__PROBLEM__
Reproduce the opening lines of the records exactly, please, stopping after the line that contains "pub fn new()".

== Segment start ==

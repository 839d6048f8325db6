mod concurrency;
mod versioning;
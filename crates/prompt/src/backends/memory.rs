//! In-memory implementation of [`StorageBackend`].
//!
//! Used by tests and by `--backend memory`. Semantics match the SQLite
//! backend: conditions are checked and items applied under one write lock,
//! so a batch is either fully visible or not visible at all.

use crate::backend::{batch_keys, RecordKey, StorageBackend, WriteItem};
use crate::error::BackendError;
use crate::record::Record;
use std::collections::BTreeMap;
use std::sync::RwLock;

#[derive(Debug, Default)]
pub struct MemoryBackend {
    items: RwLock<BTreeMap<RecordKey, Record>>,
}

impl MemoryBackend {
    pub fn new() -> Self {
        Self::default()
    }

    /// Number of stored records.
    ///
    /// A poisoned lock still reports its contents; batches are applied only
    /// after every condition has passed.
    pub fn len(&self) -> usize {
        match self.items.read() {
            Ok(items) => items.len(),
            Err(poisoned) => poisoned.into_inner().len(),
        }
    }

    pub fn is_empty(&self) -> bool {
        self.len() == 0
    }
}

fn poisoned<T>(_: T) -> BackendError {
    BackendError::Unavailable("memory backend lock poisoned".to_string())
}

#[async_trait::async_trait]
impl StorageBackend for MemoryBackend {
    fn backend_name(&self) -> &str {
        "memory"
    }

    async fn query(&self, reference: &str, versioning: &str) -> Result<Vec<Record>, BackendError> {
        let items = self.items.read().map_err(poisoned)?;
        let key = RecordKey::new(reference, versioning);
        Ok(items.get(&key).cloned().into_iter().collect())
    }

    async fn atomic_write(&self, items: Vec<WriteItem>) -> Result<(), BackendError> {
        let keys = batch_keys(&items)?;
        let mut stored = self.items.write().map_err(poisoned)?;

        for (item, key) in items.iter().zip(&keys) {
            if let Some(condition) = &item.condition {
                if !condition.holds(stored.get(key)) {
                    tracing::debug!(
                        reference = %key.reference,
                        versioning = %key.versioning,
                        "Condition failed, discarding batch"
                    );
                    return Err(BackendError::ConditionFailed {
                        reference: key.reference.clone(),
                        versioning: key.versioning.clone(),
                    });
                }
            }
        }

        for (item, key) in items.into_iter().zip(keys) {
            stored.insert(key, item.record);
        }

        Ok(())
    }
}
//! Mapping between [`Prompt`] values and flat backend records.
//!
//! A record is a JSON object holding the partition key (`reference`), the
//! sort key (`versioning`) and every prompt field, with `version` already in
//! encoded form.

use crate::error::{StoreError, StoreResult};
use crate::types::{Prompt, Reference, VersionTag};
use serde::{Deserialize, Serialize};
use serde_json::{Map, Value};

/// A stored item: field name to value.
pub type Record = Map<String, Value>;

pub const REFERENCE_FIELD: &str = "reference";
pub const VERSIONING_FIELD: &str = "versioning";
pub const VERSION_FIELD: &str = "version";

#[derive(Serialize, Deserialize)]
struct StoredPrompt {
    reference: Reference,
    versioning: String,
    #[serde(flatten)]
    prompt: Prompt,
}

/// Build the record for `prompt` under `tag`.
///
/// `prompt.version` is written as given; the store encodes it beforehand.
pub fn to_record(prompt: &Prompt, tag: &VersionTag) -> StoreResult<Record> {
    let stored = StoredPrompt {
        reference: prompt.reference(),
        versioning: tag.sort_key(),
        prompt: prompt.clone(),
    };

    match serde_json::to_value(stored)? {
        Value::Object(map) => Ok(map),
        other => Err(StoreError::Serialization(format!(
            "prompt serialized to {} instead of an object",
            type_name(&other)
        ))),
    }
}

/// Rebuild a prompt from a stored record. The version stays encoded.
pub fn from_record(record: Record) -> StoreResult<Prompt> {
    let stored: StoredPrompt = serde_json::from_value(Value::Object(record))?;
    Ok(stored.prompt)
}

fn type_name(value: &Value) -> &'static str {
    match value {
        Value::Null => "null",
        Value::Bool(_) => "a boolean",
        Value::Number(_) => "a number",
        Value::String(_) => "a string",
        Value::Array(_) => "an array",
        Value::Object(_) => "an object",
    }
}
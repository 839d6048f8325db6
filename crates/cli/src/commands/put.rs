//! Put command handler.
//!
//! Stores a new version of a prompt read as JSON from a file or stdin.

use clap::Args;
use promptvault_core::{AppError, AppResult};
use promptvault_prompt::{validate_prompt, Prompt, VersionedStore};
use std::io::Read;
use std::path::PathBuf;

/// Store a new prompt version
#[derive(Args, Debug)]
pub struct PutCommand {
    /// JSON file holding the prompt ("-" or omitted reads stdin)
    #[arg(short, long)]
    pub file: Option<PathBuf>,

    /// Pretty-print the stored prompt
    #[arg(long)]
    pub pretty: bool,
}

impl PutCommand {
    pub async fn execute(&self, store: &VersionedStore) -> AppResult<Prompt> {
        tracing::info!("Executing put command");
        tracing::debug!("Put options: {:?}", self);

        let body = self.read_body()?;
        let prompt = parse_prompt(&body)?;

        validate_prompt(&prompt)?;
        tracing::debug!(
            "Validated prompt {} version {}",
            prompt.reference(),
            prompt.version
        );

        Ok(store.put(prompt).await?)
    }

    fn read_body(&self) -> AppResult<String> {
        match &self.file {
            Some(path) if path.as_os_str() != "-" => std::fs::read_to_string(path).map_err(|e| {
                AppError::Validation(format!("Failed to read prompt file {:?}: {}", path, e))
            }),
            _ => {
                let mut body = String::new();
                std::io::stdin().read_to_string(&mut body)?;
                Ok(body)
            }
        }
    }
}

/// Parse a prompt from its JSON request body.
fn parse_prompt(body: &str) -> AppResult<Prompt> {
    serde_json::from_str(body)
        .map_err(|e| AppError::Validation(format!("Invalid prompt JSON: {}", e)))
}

== Segment end ==

__ANSWER FOR THE TASK__
repository 839d6048f8325db6
mod concurrency;
mod versioning;
filename crates/prompt/src/backends/memory.rs
//! In-memory implementation of [`StorageBackend`].
//!
//! Used by tests and by `--backend memory`. Semantics match the SQLite
//! backend: conditions are checked and items applied under one write lock,
//! so a batch is either fully visible or not visible at all.

use crate::backend::{batch_keys, RecordKey, StorageBackend, WriteItem};
use crate::error::BackendError;
use crate::record::Record;
use std::collections::BTreeMap;
use std::sync::RwLock;

#[derive(Debug, Default)]
pub struct MemoryBackend {
    items: RwLock<BTreeMap<RecordKey, Record>>,
}

impl MemoryBackend {
    pub fn new() -> Self {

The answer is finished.